* _Data supplied_

*** Begin section ***

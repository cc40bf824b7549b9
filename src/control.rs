use std::sync::{Arc, RwLock, mpsc::Sender};

use serde_json::Value;

use crate::{
    controller::Command,
    display::DisplayState,
    foundation::error::{CoverError, CoverResult},
    quantize::AmbientColorPair,
    resolve::EntitySnapshot,
    settings::{ApplyOutcome, DisplaySettings, SettingsStore},
};

/// Snapshot of what the display is doing, published by the controller after every step.
#[derive(Clone, Debug, Default, serde::Serialize)]
#[serde(rename_all = "camelCase")]
pub struct DisplayStatus {
    pub state: DisplayState,
    pub current_cover: Option<String>,
    pub current_entity: Option<String>,
    pub is_playing: bool,
    pub clock_visible: bool,
    /// No hardware attached.
    pub preview: bool,
    pub ambient: Option<AmbientColorPair>,
    pub settings: DisplaySettings,
    pub settings_version: u64,
    pub entities: Vec<String>,
    pub ambient_devices: Vec<String>,
}

/// Cheap to clone; every clone talks to the same controller.
#[derive(Clone, Debug)]
pub struct ControlHandle {
    tx: Sender<Command>,
    status: Arc<RwLock<DisplayStatus>>,
    settings: SettingsStore,
}

impl ControlHandle {
    pub(crate) fn new(
        tx: Sender<Command>,
        status: Arc<RwLock<DisplayStatus>>,
        settings: SettingsStore,
    ) -> Self {
        Self {
            tx,
            status,
            settings,
        }
    }

    pub fn status(&self) -> DisplayStatus {
        self.status
            .read()
            .unwrap_or_else(|p| p.into_inner())
            .clone()
    }

    /// Validate and publish a partial settings object; the display reacts asynchronously.
    pub fn apply_settings(&self, patch: &Value) -> CoverResult<ApplyOutcome> {
        let outcome = self.settings.apply(patch)?;
        if !outcome.changed.is_empty() {
            self.send(Command::SettingsChanged(outcome.changed));
        }
        Ok(outcome)
    }

    /// Fetch and show the current cover again.
    pub fn request_refresh(&self) {
        self.send(Command::Refresh);
    }

    /// Returns `false` once the controller has stopped.
    pub fn submit_snapshot(&self, snapshot: EntitySnapshot) -> bool {
        self.tx.send(Command::Snapshot(snapshot)).is_ok()
    }

    /// Ask the controller to blank the display and stop.
    pub fn shutdown(&self) {
        self.send(Command::Shutdown);
    }

    /// Route SIGINT and SIGTERM to [`ControlHandle::shutdown`] so the matrix is blanked on exit.
    /// Only one handler can be installed per process.
    pub fn shutdown_on_signal(&self) -> CoverResult<()> {
        let handle = self.clone();
        ctrlc::set_handler(move || {
            tracing::info!("termination signal received");
            handle.shutdown();
        })
        .map_err(|e| CoverError::device(format!("install signal handler: {e}")))
    }

    pub fn settings(&self) -> &SettingsStore {
        &self.settings
    }

    fn send(&self, cmd: Command) {
        if self.tx.send(cmd).is_err() {
            tracing::debug!("controller is gone, command dropped");
        }
    }
}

*** End section ***

* _Try it_
The data given above must be transcribed exactly and completely.

* _Result_
repository cc40bf824b7549b9
filename src/control.rs
use std::sync::{Arc, RwLock, mpsc::Sender};

use serde_json::Value;

use crate::{
    controller::Command,
    display::DisplayState,
    foundation::error::{CoverError, CoverResult},
    quantize::AmbientColorPair,
    resolve::EntitySnapshot,
    settings::{ApplyOutcome, DisplaySettings, SettingsStore},
};

/// Snapshot of what the display is doing, published by the controller after every step.
#[derive(Clone, Debug, Default, serde::Serialize)]
#[serde(rename_all = "camelCase")]
pub struct DisplayStatus {
    pub state: DisplayState,
    pub current_cover: Option<String>,
    pub current_entity: Option<String>,
    pub is_playing: bool,
    pub clock_visible: bool,
    /// No hardware attached.
    pub preview: bool,
    pub ambient: Option<AmbientColorPair>,
    pub settings: DisplaySettings,
    pub settings_version: u64,
    pub entities: Vec<String>,
    pub ambient_devices: Vec<String>,
}

/// Cheap to clone; every clone talks to the same controller.
#[derive(Clone, Debug)]
pub struct ControlHandle {
    tx: Sender<Command>,
    status: Arc<RwLock<DisplayStatus>>,
    settings: SettingsStore,
}

impl ControlHandle {
    pub(crate) fn new(
        tx: Sender<Command>,
        status: Arc<RwLock<DisplayStatus>>,
        settings: SettingsStore,
    ) -> Self {
        Self {
            tx,
            status,
            settings,
        }
    }

    pub fn status(&self) -> DisplayStatus {
        self.status
            .read()
            .unwrap_or_else(|p| p.into_inner())
            .clone()
    }

    /// Validate and publish a partial settings object; the display reacts asynchronously.
    pub fn apply_settings(&self, patch: &Value) -> CoverResult<ApplyOutcome> {
        let outcome = self.settings.apply(patch)?;
        if !outcome.changed.is_empty() {
            self.send(Command::SettingsChanged(outcome.changed));
        }
        Ok(outcome)
    }

    /// Fetch and show the current cover again.
    pub fn request_refresh(&self) {
        self.send(Command::Refresh);
    }

    /// Returns `false` once the controller has stopped.
    pub fn submit_snapshot(&self, snapshot: EntitySnapshot) -> bool {
        self.tx.send(Command::Snapshot(snapshot)).is_ok()
    }

    /// Ask the controller to blank the display and stop.
    pub fn shutdown(&self) {
        self.send(Command::Shutdown);
    }

    /// Route SIGINT and SIGTERM to [`ControlHandle::shutdown`] so the matrix is blanked on exit.
    /// Only one handler can be installed per process.
    pub fn shutdown_on_signal(&self) -> CoverResult<()> {
        let handle = self.clone();
        ctrlc::set_handler(move || {
            tracing::info!("termination signal received");
            handle.shutdown();
        })
        .map_err(|e| CoverError::device(format!("install signal handler: {e}")))
    }

    pub fn settings(&self) -> &SettingsStore {
        &self.settings
    }

    fn send(&self, cmd: Command) {
        if self.tx.send(cmd).is_err() {
            tracing::debug!("controller is gone, command dropped");
        }
    }
}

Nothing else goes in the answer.